Access to leisure: a major axis for the inclusion of children with disabilities

In 2018, within the European Union there were over eighty million people with disabilities, more than 15% of its population. These numbers, which include children, are bound to grow with the increase of chronic health problems such as diabetes, mental health disorders, cancer and cardiovascular disease.

Disability issues are therefore crucial. Among them, access to extracurricular activities for children with disabilities is a major challenge, whether cultural, artistic, sporting or simply recreational.

In fact, leisure provides a real benefit to children, especially those who have to deal with a disability.

Recreational activities with other children are just as essential as access to education.

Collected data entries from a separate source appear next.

use num_traits::{Float, Zero};
use core::marker::PhantomData;
use crate::LinAlg;

/// `num::Float`-generic [`LinAlg`] implementation
///
/// All numeric operations are written in pure Rust.
#[derive(Clone)]
pub struct FloatGeneric<F>
{
    ph_f: PhantomData<F>,
}

impl<F: Float> LinAlg for FloatGeneric<F>
{
    type F = F;

    fn norm(x: &[F]) -> F
    {
        // scaled to avoid overflow of squares
        let mut amax = F::zero();
        for u in x {
            amax = amax.max(u.abs());
        }

        if amax == F::zero() {
            amax
        }
        else {
            let mut sum = F::zero();
            for u in x {
                let v = *u / amax;
                sum = sum + v * v;
            }
            amax * sum.sqrt()
        }
    }

    fn inner_prod(x: &[F], y: &[F]) -> F
    {
        assert_eq!(x.len(), y.len());

        let mut sum = F::zero();
        for (u, v) in x.iter().zip(y) {
            sum = sum + *u * *v;
        }
        sum
    }

    fn copy(x: &[F], y: &mut[F])
    {
        assert_eq!(x.len(), y.len());

        for (u, v) in x.iter().zip(y) {
            *v = *u;
        }
    }

    fn scale(alpha: F, x: &mut[F])
    {
        for u in x {
            *u = alpha * *u;
        }
    }

    fn add(alpha: F, x: &[F], y: &mut[F])
    {
        assert_eq!(x.len(), y.len());

        for (u, v) in x.iter().zip(y) {
            *v = *v + alpha * *u;
        }
    }

    // y = a*mat*x + b*y
    fn transform_ge(transpose: bool, n_row: usize, n_col: usize, alpha: F, mat: &[F], x: &[F], beta: F, y: &mut[F])
    {
        assert_eq!(mat.len(), n_row * n_col);
        if transpose {
            assert_eq!(x.len(), n_row);
            assert_eq!(y.len(), n_col);

            // each output is a contiguous column
            for (c, v) in y.iter_mut().enumerate() {
                let col = &mat[c * n_row.. (c + 1) * n_row];
                let mat_x = Self::inner_prod(col, x);
                *v = alpha * mat_x + beta * *v;
            }
        }
        else {
            assert_eq!(x.len(), n_col);
            assert_eq!(y.len(), n_row);

            Self::scale(beta, y);
            for (c, u) in x.iter().enumerate() {
                let col = &mat[c * n_row.. (c + 1) * n_row];
                Self::add(alpha * *u, col, y);
            }
        }
    }
}

//

#[test]
fn test_floatgeneric1()
{
    use float_eq::assert_float_eq;

    type L = FloatGeneric<f64>;

    // row-major 2x3, i.e. column-major 3x2 transposed
    let mat = &[
        1., 2., 3.,
        4., 5., 6.,
    ];
    let x = &[1., 0., -1.];
    let y = &mut[1., 1.];

    // y = 2 * M x + y, M x = [-2, -2]
    L::transform_ge(true, 3, 2, 2., mat, x, 1., y);
    assert_float_eq!(y.as_ref(), [-3., -3.].as_ref(), abs_all <= 1e-12);

    // z = M^T w
    let w = &[1., 1.];
    let z = &mut[0.; 3];
    L::transform_ge(false, 3, 2, 1., mat, w, 0., z);
    assert_float_eq!(z.as_ref(), [5., 7., 9.].as_ref(), abs_all <= 1e-12);

    assert_float_eq!(L::norm(&[3e200, 4e200]), 5e200, r2nd <= 1e-12);
    assert_float_eq!(L::inner_prod(x, &[2., 2., 2.]), 0., abs <= 1e-12);
}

The effective participation of children with disabilities in inclusive leisure activities contributes significantly to the development of their personality, the expression of their potential, the dissipation of stereotypes about them and therefore their development.

However, the World Health Organization and Unicef are raising the alarm: the leisure services offered to children with disabilities remain insufficient or too unsuitable. The European continent being no exception. The lack of financial and human resources devoted to leisure, combined with the rare concrete political commitments in this area constitute the main bulwark for the well-being of children with disabilities. Such a situation aggravates their social exclusion as well as their precariousness compared to other children, which leads to potentially discriminatory differences in treatment.

It is at the start of these quickly brushed up observations that we propose to take stock of the role of the European Union in this field and on the (good) practices which it implements so that the right to leisure is not not illusory.